Mrs. Rackham spoke to Wolfe. “You couldn’t very well go around finding out things. Could you?”
“I don’t know,” he said politely. “I haven’t tried for years, and I don’t intend to. Others go around for me.” He gestured at me. “Mr. Goodwin, of course, and others as required. You need someone to go around?”
“Yes.” She paused. Her mouth worked. “I think I do. Provided it can be done safely — I mean, without anyone knowing about it.” Her mouth worked some more. “I am bitterly ashamed — having at my age, for the first time in my life — having to go to a private detective with my personal affairs.”
“Then you shouldn’t have come,” Leeds said mildly.
“Then you have come too soon,” Wolfe told her.
“Too soon? Why?”
“You should have waited until it became so urgent or so intolerable that it would cause you no shame to ask for help, especially for one as expensive as me.” He shook his head. “Too soon. Come back if and when you must.”

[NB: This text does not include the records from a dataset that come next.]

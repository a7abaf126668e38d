/// A Kubernetes resource kind the lifecycle probes `list` access for.
#[derive(Debug, Clone, Copy, PartialEq, Eq, Hash)]
pub struct KubeApiResource {
    pub kind: &'static str,
    /// Plural resource name used in authorization checks.
    pub api_name: &'static str,
    /// API group, empty for core.
    pub group: &'static str,
}

const fn res(kind: &'static str, api_name: &'static str, group: &'static str) -> KubeApiResource {
    KubeApiResource {
        kind,
        api_name,
        group,
    }
}

pub const API_RESOURCES: &[KubeApiResource] = &[
    res("ClusterRole", "clusterroles", "rbac.authorization.k8s.io"),
    res("ClusterRoleBinding", "clusterrolebindings", "rbac.authorization.k8s.io"),
    res("ConfigMap", "configmaps", ""),
    res("CronJob", "cronjobs", "batch"),
    res("CustomResourceDefinition", "customresourcedefinitions", "apiextensions.k8s.io"),
    res("DaemonSet", "daemonsets", "apps"),
    res("Deployment", "deployments", "apps"),
    res("Endpoints", "endpoints", ""),
    res("Event", "events", ""),
    res("HorizontalPodAutoscaler", "horizontalpodautoscalers", "autoscaling"),
    res("Ingress", "ingresses", "networking.k8s.io"),
    res("Job", "jobs", "batch"),
    res("Namespace", "namespaces", ""),
    res("LimitRange", "limitranges", ""),
    res("NetworkPolicy", "networkpolicies", "networking.k8s.io"),
    res("Node", "nodes", ""),
    res("PersistentVolume", "persistentvolumes", ""),
    res("PersistentVolumeClaim", "persistentvolumeclaims", ""),
    res("Pod", "pods", ""),
    res("PodDisruptionBudget", "poddisruptionbudgets", "policy"),
    res("ResourceQuota", "resourcequotas", ""),
    res("ReplicaSet", "replicasets", "apps"),
    res("Role", "roles", "rbac.authorization.k8s.io"),
    res("RoleBinding", "rolebindings", "rbac.authorization.k8s.io"),
    res("Secret", "secrets", ""),
    res("ServiceAccount", "serviceaccounts", ""),
    res("Service", "services", ""),
    res("StatefulSet", "statefulsets", "apps"),
    res("StorageClass", "storageclasses", "storage.k8s.io"),
];

pub fn by_api_name(api_name: &str) -> Option<&'static KubeApiResource> {
    API_RESOURCES.iter().find(|r| r.api_name == api_name)
}

pub fn by_kind(kind: &str) -> Option<&'static KubeApiResource> {
    API_RESOURCES.iter().find(|r| r.kind == kind)
}
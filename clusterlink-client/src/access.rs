use std::collections::HashMap;
use std::sync::Arc;

use k8s_openapi::api::authorization::v1::ResourceAttributes;
use tokio::sync::Semaphore;
use tokio::task::JoinSet;
use tracing::{debug, info, warn};

use crate::api::KubeApi;
use crate::rbac::{KubeApiResource, API_RESOURCES};
use crate::settings::Settings;

#[derive(Debug, Clone, PartialEq, Eq)]
pub struct NamespaceDiscovery {
    pub namespaces: Vec<String>,
    /// Set once per run of consecutive 403s that crossed the threshold.
    pub forbidden_notice: bool,
}

/// Works out what the current identity may do on a cluster.
///
/// Owns the per-session probe cache and the consecutive namespace-403
/// counter; both live as long as one connection episode.
#[derive(Debug)]
pub struct AccessEvaluator {
    concurrency: usize,
    sample_limit: usize,
    forbidden_threshold: u32,
    namespace_forbidden_count: u32,
    resource_access: HashMap<&'static str, bool>,
}

impl AccessEvaluator {
    pub fn new(settings: &Settings) -> Self {
        Self {
            concurrency: settings.access_check_concurrency.max(1),
            sample_limit: settings.namespace_sample_limit,
            forbidden_threshold: settings.namespace_forbidden_threshold,
            namespace_forbidden_count: 0,
            resource_access: HashMap::new(),
        }
    }

    pub fn namespace_forbidden_count(&self) -> u32 {
        self.namespace_forbidden_count
    }

    pub fn cached_access(&self, api_name: &str) -> Option<bool> {
        self.resource_access.get(api_name).copied()
    }

    /// Drops the probe cache. The 403 counter survives; only a successful
    /// listing or a notice resets it.
    pub fn clear(&mut self) {
        self.resource_access.clear();
    }

    pub async fn is_cluster_admin(&self, api: &dyn KubeApi) -> bool {
        can_i(
            api,
            ResourceAttributes {
                namespace: Some("kube-system".into()),
                resource: Some("*".into()),
                verb: Some("create".into()),
                ..Default::default()
            },
        )
        .await
    }

    /// "Can I watch everything", with caller-supplied attributes taking
    /// precedence over the defaults.
    pub async fn can_use_watch_api(
        &self,
        api: &dyn KubeApi,
        custom: Option<ResourceAttributes>,
    ) -> bool {
        let custom = custom.unwrap_or_default();
        let attrs = ResourceAttributes {
            verb: custom.verb.clone().or_else(|| Some("watch".into())),
            resource: custom.resource.clone().or_else(|| Some("*".into())),
            ..custom
        };
        can_i(api, attrs).await
    }

    #[tracing::instrument(skip_all)]
    pub async fn discover_allowed_namespaces<F>(
        &mut self,
        api: &dyn KubeApi,
        accessible_override: &[String],
        context_namespace: F,
    ) -> NamespaceDiscovery
    where
        F: FnOnce() -> Option<String> + Send,
    {
        if !accessible_override.is_empty() {
            return NamespaceDiscovery {
                namespaces: accessible_override.to_vec(),
                forbidden_notice: false,
            };
        }

        match api.list_namespaces().await {
            Ok(namespaces) => {
                self.namespace_forbidden_count = 0;
                NamespaceDiscovery {
                    namespaces,
                    forbidden_notice: false,
                }
            }
            Err(e) => {
                let namespaces: Vec<String> = context_namespace().into_iter().collect();
                let mut forbidden_notice = false;

                if namespaces.is_empty() && e.is_forbidden() {
                    self.namespace_forbidden_count += 1;

                    if self.namespace_forbidden_count > self.forbidden_threshold {
                        self.namespace_forbidden_count = 0;
                        forbidden_notice = true;
                        info!("listing namespaces is forbidden: {e}");
                    }
                } else if namespaces.is_empty() {
                    warn!("failed to list namespaces: {e}");
                } else {
                    debug!("failed to list namespaces, using context namespace: {e}");
                }

                NamespaceDiscovery {
                    namespaces,
                    forbidden_notice,
                }
            }
        }
    }

    /// Resource api names the identity may `list` in at least one of the
    /// first `sample_limit` namespaces. Any failed probe task empties the
    /// whole answer.
    #[tracing::instrument(skip_all, fields(namespaces = namespaces.len()))]
    pub async fn discover_allowed_resource_kinds(
        &mut self,
        api: Arc<dyn KubeApi>,
        namespaces: &[String],
    ) -> Vec<String> {
        if namespaces.is_empty() {
            return Vec::new();
        }

        let sample: Arc<[String]> = namespaces
            .iter()
            .take(self.sample_limit)
            .cloned()
            .collect();
        let semaphore = Arc::new(Semaphore::new(self.concurrency));
        let mut tasks = JoinSet::new();

        for resource in API_RESOURCES
            .iter()
            .filter(|r| !self.resource_access.contains_key(r.api_name))
        {
            let api = api.clone();
            let sample = sample.clone();
            let sem = semaphore.clone();
            tasks.spawn(async move {
                let _permit = sem.acquire_owned().await.ok()?;
                let allowed = check_list_access(api.as_ref(), resource, &sample).await;
                Some((resource.api_name, allowed))
            });
        }

        let mut resolved = Vec::new();
        while let Some(joined) = tasks.join_next().await {
            match joined {
                Ok(Some(result)) => resolved.push(result),
                Ok(None) => {
                    warn!("access check semaphore closed");
                    tasks.abort_all();
                    return Vec::new();
                }
                Err(e) => {
                    warn!("access check task failed: {e}");
                    tasks.abort_all();
                    return Vec::new();
                }
            }
        }

        self.resource_access.extend(resolved);

        API_RESOURCES
            .iter()
            .filter(|r| self.resource_access.get(r.api_name) == Some(&true))
            .map(|r| r.api_name.to_string())
            .collect()
    }
}

/// Single review; errors count as "no".
async fn can_i(api: &dyn KubeApi, attrs: ResourceAttributes) -> bool {
    match api.can_i(attrs).await {
        Ok(allowed) => allowed,
        Err(e) => {
            warn!("failed to request selfSubjectAccessReview: {e}");
            false
        }
    }
}

async fn check_list_access(api: &dyn KubeApi, resource: &KubeApiResource, namespaces: &[String]) -> bool {
    for namespace in namespaces {
        let attrs = ResourceAttributes {
            group: Some(resource.group.to_string()),
            resource: Some(resource.api_name.to_string()),
            verb: Some("list".into()),
            namespace: Some(namespace.clone()),
            ..Default::default()
        };
        if can_i(api, attrs).await {
            return true;
        }
    }
    false
}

“Hear that, Sarah?” Leeds asked, but not rubbing it in.
Ignoring him, she leaned forward and blurted at Wolfe, “No, I’m here now. I have to know! I have to know about my husband!”
Wolfe’s head jerked around to me, to give me a look intended to scorch. But I met his eye and told him emphatically, “No, sir. If it is, she fibbed. I told her we wouldn’t touch divorce or separation evidence, and she said it wasn’t.”
He left me and demanded, “Do you want your husband followed?”
“I... I don’t know. I don’t think so—”
“Do you suspect him of infidelity?”
“No! I don’t!”
Wolfe grunted, leaned back in his chair, squirmed to get comfortable, and muttered, “Tell me about it.”
Mrs. Rackham’s jaw started to quiver. She looked at Leeds. His brows went up, and he shook his head, not as a negative apparently, but merely leaving it to her. Wolfe let out a grunt. She moved her eyes to him and said plaintively, “I’m neurotic.”
“I am not,” Wolfe snapped, “a psychiatrist. I doubt if—”
She cut him off. “I’ve been neurotic as long as I can remember. I had no brother or sister and my mother died when I was three, and my father didn’t enjoy my company because I was ugly. When he died — I was twenty then — I cried all during the funeral service, not because he was dead but because I knew he wouldn’t have wanted me so close to him all that time — in the church and driving to the cemetery and there at the grave.”
Her jaw started to quiver again, but she clamped it and got control. “I’m telling you this because it’s no secret anyway, and I want you to understand why I must have help. I have never been sure exactly why my first husband married me, because he had money of his own and didn’t really need mine, but it wasn’t long until he hated looking at me just as my father had. So I—”
“That isn’t true, Sarah,” Calvin Leeds objected. “You imagined—”
“Bosh!” she quashed him. “I’m not that neurotic! So I got a divorce with his consent and gratitude, I think, though he was too polite to say so, and I hurried it through because I didn’t want him to know I was pregnant. Soon after the divorce my son was born, and that made complications, but I kept him — I kept him and he was mine until he went to war. He never showed the slightest sign of feeling about my looks the way my father and my husband had. He was never embarrassed about me. He liked being with me. Didn’t he, Calvin?”